### Work request
Reprint the entries without altering anything.

Stored items
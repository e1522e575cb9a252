//! # Bucket Lifecycle
//!
//! Provisions S3 buckets for `Bucket` records.
//!
//! - `connect`: reads the user credentials and builds the S3 client
//! - `observe`: rename and region guards, existence check
//! - `create` / `update` / `delete`: lifecycle pipelines
//! - `webhook`: admission validation

mod connect;
mod create;
mod delete;
mod observe;
mod update;
pub mod webhook;

use crate::constants::{
    ACCESS_KEY_ID_NAME, BUCKET_NAME, ENDPOINT_NAME, REGION_NAME, SECRET_ACCESS_KEY_NAME,
};
use crate::controller::events::{EventSink, LifecycleEvent};
use crate::controller::managed::{ExternalClient, Observation, ReconcileContext};
use crate::controller::store::{self, RecordStore, SecretStore};
use crate::crd::Bucket;
use crate::provider::{ObjectStorage, S3Credentials, S3Endpoint, StorageConnector};
use anyhow::Result;
use async_trait::async_trait;
use k8s_openapi::api::core::v1::Secret;
use k8s_openapi::ByteString;
use kube::Resource;
use std::collections::BTreeMap;
use std::sync::Arc;
use tracing::debug;

/// Builds [`BucketClient`]s for `Bucket` records
#[derive(Clone)]
pub struct BucketConnector {
    secrets: Arc<dyn SecretStore>,
    storage: Arc<dyn StorageConnector>,
    records: Arc<dyn RecordStore<Bucket>>,
    events: Arc<dyn EventSink>,
}

impl std::fmt::Debug for BucketConnector {
    fn fmt(&self, f: &mut std::fmt::Formatter<'_>) -> std::fmt::Result {
        f.debug_struct("BucketConnector").finish_non_exhaustive()
    }
}

impl BucketConnector {
    pub fn new(
        secrets: Arc<dyn SecretStore>,
        storage: Arc<dyn StorageConnector>,
        records: Arc<dyn RecordStore<Bucket>>,
        events: Arc<dyn EventSink>,
    ) -> Self {
        Self {
            secrets,
            storage,
            records,
            events,
        }
    }
}

/// External client of one `Bucket`
pub enum BucketClient {
    Connected(ConnectedBucket),
    /// The bucket was removed by an earlier deletion pass.
    /// Observes as existing and up to date, every operation is a no-op.
    Disconnected,
}

/// S3 client plus everything the lifecycle pipelines need
#[derive(Clone)]
pub struct ConnectedBucket {
    storage: Arc<dyn ObjectStorage>,
    credentials: S3Credentials,
    endpoint: S3Endpoint,
    secrets: Arc<dyn SecretStore>,
    records: Arc<dyn RecordStore<Bucket>>,
    events: Arc<dyn EventSink>,
}

impl ConnectedBucket {
    fn context(&self, record: &Bucket) -> BucketContext {
        BucketContext {
            record: record.clone(),
            storage: self.storage.clone(),
            credentials: self.credentials.clone(),
            endpoint: self.endpoint.clone(),
            secrets: self.secrets.clone(),
            records: self.records.clone(),
            events: self.events.clone(),
            bucket_present: true,
        }
    }
}

/// State shared by the steps of a bucket pipeline
pub struct BucketContext {
    pub record: Bucket,
    pub storage: Arc<dyn ObjectStorage>,
    pub credentials: S3Credentials,
    pub endpoint: S3Endpoint,
    pub secrets: Arc<dyn SecretStore>,
    pub records: Arc<dyn RecordStore<Bucket>>,
    pub events: Arc<dyn EventSink>,
    /// Cleared by the deletion pipeline once the bucket turns out to be gone
    pub bucket_present: bool,
}

impl ReconcileContext for BucketContext {
    type Record = Bucket;

    fn record(&mut self) -> &mut Bucket {
        &mut self.record
    }

    fn records(&self) -> Arc<dyn RecordStore<Bucket>> {
        self.records.clone()
    }

    fn events(&self) -> Arc<dyn EventSink> {
        self.events.clone()
    }
}

impl BucketContext {
    async fn emit(&self, event: LifecycleEvent) {
        self.events
            .publish(&self.record.object_ref(&()), event)
            .await;
    }

    /// Write the bucket connection details into the requested secret
    async fn ensure_connection_secret(&mut self) -> Result<()> {
        let Some(secret_ref) = self.record.spec.write_connection_secret_to_ref.clone() else {
            return Ok(());
        };
        let data = connection_secret_data(&self.record, &self.credentials);
        let owner = self.record.controller_owner_ref(&());
        store::create_or_update(
            self.secrets.as_ref(),
            &secret_ref.namespace,
            &secret_ref.name,
            move |secret| {
                secret.data = Some(data);
                if let Some(owner) = owner {
                    let refs = secret.metadata.owner_references.get_or_insert_with(Vec::new);
                    if !refs.iter().any(|r| r.uid == owner.uid) {
                        refs.push(owner);
                    }
                }
            },
        )
        .await?;
        debug!(secret = %secret_ref, "wrote bucket connection secret");
        Ok(())
    }
}

/// Keys and values of the bucket connection secret
fn connection_secret_data(
    record: &Bucket,
    credentials: &S3Credentials,
) -> BTreeMap<String, ByteString> {
    let entry = |key: &str, value: &str| (key.to_string(), ByteString(value.as_bytes().to_vec()));
    BTreeMap::from([
        entry(ACCESS_KEY_ID_NAME, &credentials.access_key_id),
        entry(SECRET_ACCESS_KEY_NAME, &credentials.secret_access_key),
        entry(ENDPOINT_NAME, &record.spec.endpoint_url),
        entry(REGION_NAME, &record.spec.region),
        entry(BUCKET_NAME, &record.bucket_name()),
    ])
}

/// Whether `secret` carries exactly the connection details of `record`
fn connection_secret_matches(secret: &Secret, record: &Bucket, credentials: &S3Credentials) -> bool {
    let desired = connection_secret_data(record, credentials);
    secret.data.as_ref() == Some(&desired)
}

/// Record what was provisioned in the bucket status
fn record_provisioned(record: &mut Bucket, endpoint: &S3Endpoint) {
    let bucket_name = record.bucket_name();
    let region = record.spec.region.clone();
    let endpoint_url = record.spec.endpoint_url.clone();
    let status = record.status_mut();
    status.bucket_name = Some(bucket_name);
    status.region = Some(region);
    status.endpoint = Some(endpoint.host.clone());
    status.endpoint_url = Some(endpoint_url);
}

#[async_trait]
impl ExternalClient<Bucket> for BucketClient {
    type Observed = ();

    async fn observe(&self, record: &mut Bucket) -> Result<Observation<()>> {
        match self {
            BucketClient::Connected(client) => observe::observe(client, record).await,
            BucketClient::Disconnected => Ok(Observation::Exists {
                up_to_date: true,
                observed: (),
            }),
        }
    }

    async fn create(&self, record: &mut Bucket) -> Result<()> {
        let BucketClient::Connected(client) = self else {
            return Ok(());
        };
        let mut ctx = client.context(record);
        let result = create::pipeline().run(&mut ctx).await;
        *record = ctx.record;
        result
    }

    async fn update(&self, record: &mut Bucket, _observed: ()) -> Result<()> {
        let BucketClient::Connected(client) = self else {
            return Ok(());
        };
        let mut ctx = client.context(record);
        let result = update::pipeline().run(&mut ctx).await;
        *record = ctx.record;
        result
    }

    async fn delete(&self, record: &mut Bucket) -> Result<()> {
        let BucketClient::Connected(client) = self else {
            debug!("bucket already deleted, skipping");
            return Ok(());
        };
        let mut ctx = client.context(record);
        let result = delete::pipeline().run(&mut ctx).await;
        *record = ctx.record;
        result
    }
}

### Final answer
repository e1522e575cb9a252
//! # Bucket Lifecycle
//!
//! Provisions S3 buckets for `Bucket` records.
//!
//! - `connect`: reads the user credentials and builds the S3 client
//! - `observe`: rename and region guards, existence check
//! - `create` / `update` / `delete`: lifecycle pipelines
//! - `webhook`: admission validation

mod connect;
mod create;
mod delete;
mod observe;
mod update;
pub mod webhook;

use crate::constants::{
    ACCESS_KEY_ID_NAME, BUCKET_NAME, ENDPOINT_NAME, REGION_NAME, SECRET_ACCESS_KEY_NAME,
};
use crate::controller::events::{EventSink, LifecycleEvent};
use crate::controller::managed::{ExternalClient, Observation, ReconcileContext};
use crate::controller::store::{self, RecordStore, SecretStore};
use crate::crd::Bucket;
use crate::provider::{ObjectStorage, S3Credentials, S3Endpoint, StorageConnector};
use anyhow::Result;
use async_trait::async_trait;
use k8s_openapi::api::core::v1::Secret;
use k8s_openapi::ByteString;
use kube::Resource;
use std::collections::BTreeMap;
use std::sync::Arc;
use tracing::debug;

/// Builds [`BucketClient`]s for `Bucket` records
#[derive(Clone)]
pub struct BucketConnector {
    secrets: Arc<dyn SecretStore>,
    storage: Arc<dyn StorageConnector>,
    records: Arc<dyn RecordStore<Bucket>>,
    events: Arc<dyn EventSink>,
}

impl std::fmt::Debug for BucketConnector {
    fn fmt(&self, f: &mut std::fmt::Formatter<'_>) -> std::fmt::Result {
        f.debug_struct("BucketConnector").finish_non_exhaustive()
    }
}

impl BucketConnector {
    pub fn new(
        secrets: Arc<dyn SecretStore>,
        storage: Arc<dyn StorageConnector>,
        records: Arc<dyn RecordStore<Bucket>>,
        events: Arc<dyn EventSink>,
    ) -> Self {
        Self {
            secrets,
            storage,
            records,
            events,
        }
    }
}

/// External client of one `Bucket`
pub enum BucketClient {
    Connected(ConnectedBucket),
    /// The bucket was removed by an earlier deletion pass.
    /// Observes as existing and up to date, every operation is a no-op.
    Disconnected,
}

/// S3 client plus everything the lifecycle pipelines need
#[derive(Clone)]
pub struct ConnectedBucket {
    storage: Arc<dyn ObjectStorage>,
    credentials: S3Credentials,
    endpoint: S3Endpoint,
    secrets: Arc<dyn SecretStore>,
    records: Arc<dyn RecordStore<Bucket>>,
    events: Arc<dyn EventSink>,
}

impl ConnectedBucket {
    fn context(&self, record: &Bucket) -> BucketContext {
        BucketContext {
            record: record.clone(),
            storage: self.storage.clone(),
            credentials: self.credentials.clone(),
            endpoint: self.endpoint.clone(),
            secrets: self.secrets.clone(),
            records: self.records.clone(),
            events: self.events.clone(),
            bucket_present: true,
        }
    }
}

/// State shared by the steps of a bucket pipeline
pub struct BucketContext {
    pub record: Bucket,
    pub storage: Arc<dyn ObjectStorage>,
    pub credentials: S3Credentials,
    pub endpoint: S3Endpoint,
    pub secrets: Arc<dyn SecretStore>,
    pub records: Arc<dyn RecordStore<Bucket>>,
    pub events: Arc<dyn EventSink>,
    /// Cleared by the deletion pipeline once the bucket turns out to be gone
    pub bucket_present: bool,
}

impl ReconcileContext for BucketContext {
    type Record = Bucket;

    fn record(&mut self) -> &mut Bucket {
        &mut self.record
    }

    fn records(&self) -> Arc<dyn RecordStore<Bucket>> {
        self.records.clone()
    }

    fn events(&self) -> Arc<dyn EventSink> {
        self.events.clone()
    }
}

impl BucketContext {
    async fn emit(&self, event: LifecycleEvent) {
        self.events
            .publish(&self.record.object_ref(&()), event)
            .await;
    }

    /// Write the bucket connection details into the requested secret
    async fn ensure_connection_secret(&mut self) -> Result<()> {
        let Some(secret_ref) = self.record.spec.write_connection_secret_to_ref.clone() else {
            return Ok(());
        };
        let data = connection_secret_data(&self.record, &self.credentials);
        let owner = self.record.controller_owner_ref(&());
        store::create_or_update(
            self.secrets.as_ref(),
            &secret_ref.namespace,
            &secret_ref.name,
            move |secret| {
                secret.data = Some(data);
                if let Some(owner) = owner {
                    let refs = secret.metadata.owner_references.get_or_insert_with(Vec::new);
                    if !refs.iter().any(|r| r.uid == owner.uid) {
                        refs.push(owner);
                    }
                }
            },
        )
        .await?;
        debug!(secret = %secret_ref, "wrote bucket connection secret");
        Ok(())
    }
}

/// Keys and values of the bucket connection secret
fn connection_secret_data(
    record: &Bucket,
    credentials: &S3Credentials,
) -> BTreeMap<String, ByteString> {
    let entry = |key: &str, value: &str| (key.to_string(), ByteString(value.as_bytes().to_vec()));
    BTreeMap::from([
        entry(ACCESS_KEY_ID_NAME, &credentials.access_key_id),
        entry(SECRET_ACCESS_KEY_NAME, &credentials.secret_access_key),
        entry(ENDPOINT_NAME, &record.spec.endpoint_url),
        entry(REGION_NAME, &record.spec.region),
        entry(BUCKET_NAME, &record.bucket_name()),
    ])
}

/// Whether `secret` carries exactly the connection details of `record`
fn connection_secret_matches(secret: &Secret, record: &Bucket, credentials: &S3Credentials) -> bool {
    let desired = connection_secret_data(record, credentials);
    secret.data.as_ref() == Some(&desired)
}

/// Record what was provisioned in the bucket status
fn record_provisioned(record: &mut Bucket, endpoint: &S3Endpoint) {
    let bucket_name = record.bucket_name();
    let region = record.spec.region.clone();
    let endpoint_url = record.spec.endpoint_url.clone();
    let status = record.status_mut();
    status.bucket_name = Some(bucket_name);
    status.region = Some(region);
    status.endpoint = Some(endpoint.host.clone());
    status.endpoint_url = Some(endpoint_url);
}

#[async_trait]
impl ExternalClient<Bucket> for BucketClient {
    type Observed = ();

    async fn observe(&self, record: &mut Bucket) -> Result<Observation<()>> {
        match self {
            BucketClient::Connected(client) => observe::observe(client, record).await,
            BucketClient::Disconnected => Ok(Observation::Exists {
                up_to_date: true,
                observed: (),
            }),
        }
    }

    async fn create(&self, record: &mut Bucket) -> Result<()> {
        let BucketClient::Connected(client) = self else {
            return Ok(());
        };
        let mut ctx = client.context(record);
        let result = create::pipeline().run(&mut ctx).await;
        *record = ctx.record;
        result
    }

    async fn update(&self, record: &mut Bucket, _observed: ()) -> Result<()> {
        let BucketClient::Connected(client) = self else {
            return Ok(());
        };
        let mut ctx = client.context(record);
        let result = update::pipeline().run(&mut ctx).await;
        *record = ctx.record;
        result
    }

    async fn delete(&self, record: &mut Bucket) -> Result<()> {
        let BucketClient::Connected(client) = self else {
            debug!("bucket already deleted, skipping");
            return Ok(());
        };
        let mut ctx = client.context(record);
        let result = delete::pipeline().run(&mut ctx).await;
        *record = ctx.record;
        result
    }
}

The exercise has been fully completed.